> ABOUT THIS TASK:
Show the lines below where "capacity" occurs.

> PROVIDED RECORDS:
▼▼▼
//! DTOs for the token endpoint.

use serde::{Deserialize, Serialize};

/// Form body for `POST /v0/security/token`.
///
/// OAuth2 password flow shape: `grant_type` is accepted for compatibility
/// but only `password` (or absence) is allowed.
#[derive(Debug, Deserialize)]
pub struct TokenRequest {
    pub username: String,
    pub password: String,
    #[serde(default)]
    pub grant_type: Option<String>,
}

/// Response body for a successful token request.
#[derive(Debug, Serialize, Deserialize)]
pub struct TokenResponse {
    pub access_token: String,
    /// Always `"bearer"`.
    pub token_type: String,
    /// Token lifetime in seconds.
    pub expires_in: u64,
}

#[cfg(test)]
mod tests {
    use super::*;

    #[test]
    fn test_token_request_accepts_missing_grant_type() {
        let request: TokenRequest = serde_json::from_value(serde_json::json!({
            "username": "alice",
            "password": "secret12"
        }))
        .unwrap();

        assert_eq!(request.username, "alice");
        assert!(request.grant_type.is_none());
    }

    #[test]
    fn test_token_response_shape() {
        let response = TokenResponse {
            access_token: "abc".to_string(),
            token_type: "bearer".to_string(),
            expires_in: 1800,
        };

        let json = serde_json::to_value(&response).unwrap();
        assert_eq!(json["token_type"], "bearer");
        assert_eq!(json["expires_in"], 1800);
    }
}
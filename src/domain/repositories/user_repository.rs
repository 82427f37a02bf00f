//! Repository trait for account data access.

use crate::domain::entities::{NewUser, User, UserPatch};
use crate::error::AppError;
use async_trait::async_trait;

/// Repository interface for managing accounts.
///
/// # Implementations
///
/// - [`crate::infrastructure::persistence::SqliteUserRepository`] - SQLite implementation
/// - Test mocks available with `cfg(test)`
///
/// # Examples
///
/// See integration tests: `tests/repository_user.rs`
#[cfg_attr(test, mockall::automock)]
#[async_trait]
pub trait UserRepository: Send + Sync {
    /// Creates a new user.
    ///
    /// # Errors
    ///
    /// Returns [`AppError::Conflict`] if the username is already taken.
    /// Returns [`AppError::Internal`] on database errors.
    async fn create(&self, new_user: NewUser) -> Result<User, AppError>;

    /// Finds a user by database ID.
    ///
    /// # Errors
    ///
    /// Returns [`AppError::Internal`] on database errors.
    async fn find_by_id(&self, id: i64) -> Result<Option<User>, AppError>;

    /// Finds a user by username.
    ///
    /// # Errors
    ///
    /// Returns [`AppError::Internal`] on database errors.
    async fn find_by_username(&self, username: &str) -> Result<Option<User>, AppError>;

    /// Partially updates a user.
    ///
    /// Only fields present in [`UserPatch`] are modified.
    ///
    /// # Errors
    ///
    /// Returns [`AppError::NotFound`] if no user matches `id`.
    /// Returns [`AppError::Conflict`] if a username change collides.
    /// Returns [`AppError::Internal`] on database errors.
    async fn update(&self, id: i64, patch: UserPatch) -> Result<User, AppError>;

    /// Deletes a user.
    ///
    /// Returns `Ok(true)` if the user existed and was removed, `Ok(false)`
    /// otherwise.
    ///
    /// # Errors
    ///
    /// Returns [`AppError::Internal`] on database errors.
    async fn delete(&self, id: i64) -> Result<bool, AppError>;
}
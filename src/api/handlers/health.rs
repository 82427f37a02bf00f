//! Handler for health check endpoint.

use axum::{Json, extract::State, http::StatusCode};

use crate::api::dto::health::{CheckStatus, HealthChecks, HealthResponse};
use crate::state::AppState;

/// Returns service health status with component checks.
///
/// # Endpoint
///
/// `GET /health` (public)
///
/// # Response Codes
///
/// - **200 OK**: All components healthy
/// - **503 Service Unavailable**: One or more components degraded
///
/// # Components Checked
///
/// 1. **Database**: Runs a count query through the redirect service
/// 2. **Audit Queue**: Checks if the channel is open and reports capacity
pub async fn health_handler(
    State(state): State<AppState>,
) -> Result<Json<HealthResponse>, (StatusCode, Json<HealthResponse>)> {
    let db_check = check_database(&state).await;
    let queue_check = check_audit_queue(&state);

    let all_healthy = db_check.status == "ok" && queue_check.status == "ok";

    let response = HealthResponse {
        status: if all_healthy { "healthy" } else { "degraded" }.to_string(),
        version: env!("CARGO_PKG_VERSION").to_string(),
        checks: HealthChecks {
            database: db_check,
            audit_queue: queue_check,
        },
    };

    if all_healthy {
        Ok(Json(response))
    } else {
        Err((StatusCode::SERVICE_UNAVAILABLE, Json(response)))
    }
}

/// Checks database connectivity with a redirect count query.
async fn check_database(state: &AppState) -> CheckStatus {
    match state.redirect_service.list(1, 1).await {
        Ok((_, total)) => CheckStatus {
            status: "ok".to_string(),
            message: Some(format!("Connected, {} redirects", total)),
        },
        Err(e) => CheckStatus {
            status: "error".to_string(),
            message: Some(format!("Database error: {}", e)),
        },
    }
}

/// Checks if the audit log queue is operational.
fn check_audit_queue(state: &AppState) -> CheckStatus {
    if state.audit_sender.is_closed() {
        CheckStatus {
            status: "error".to_string(),
            message: Some("Audit queue is closed".to_string()),
        }
    } else {
        CheckStatus {
            status: "ok".to_string(),
            message: Some(format!("Capacity: {}", state.audit_sender.capacity())),
        }
    }
}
▲▲▲
> RESPONSE AREA:
/// 2. **Audit Queue**: Checks if the channel is open and reports capacity
            message: Some(format!("Capacity: {}", state.audit_sender.capacity())),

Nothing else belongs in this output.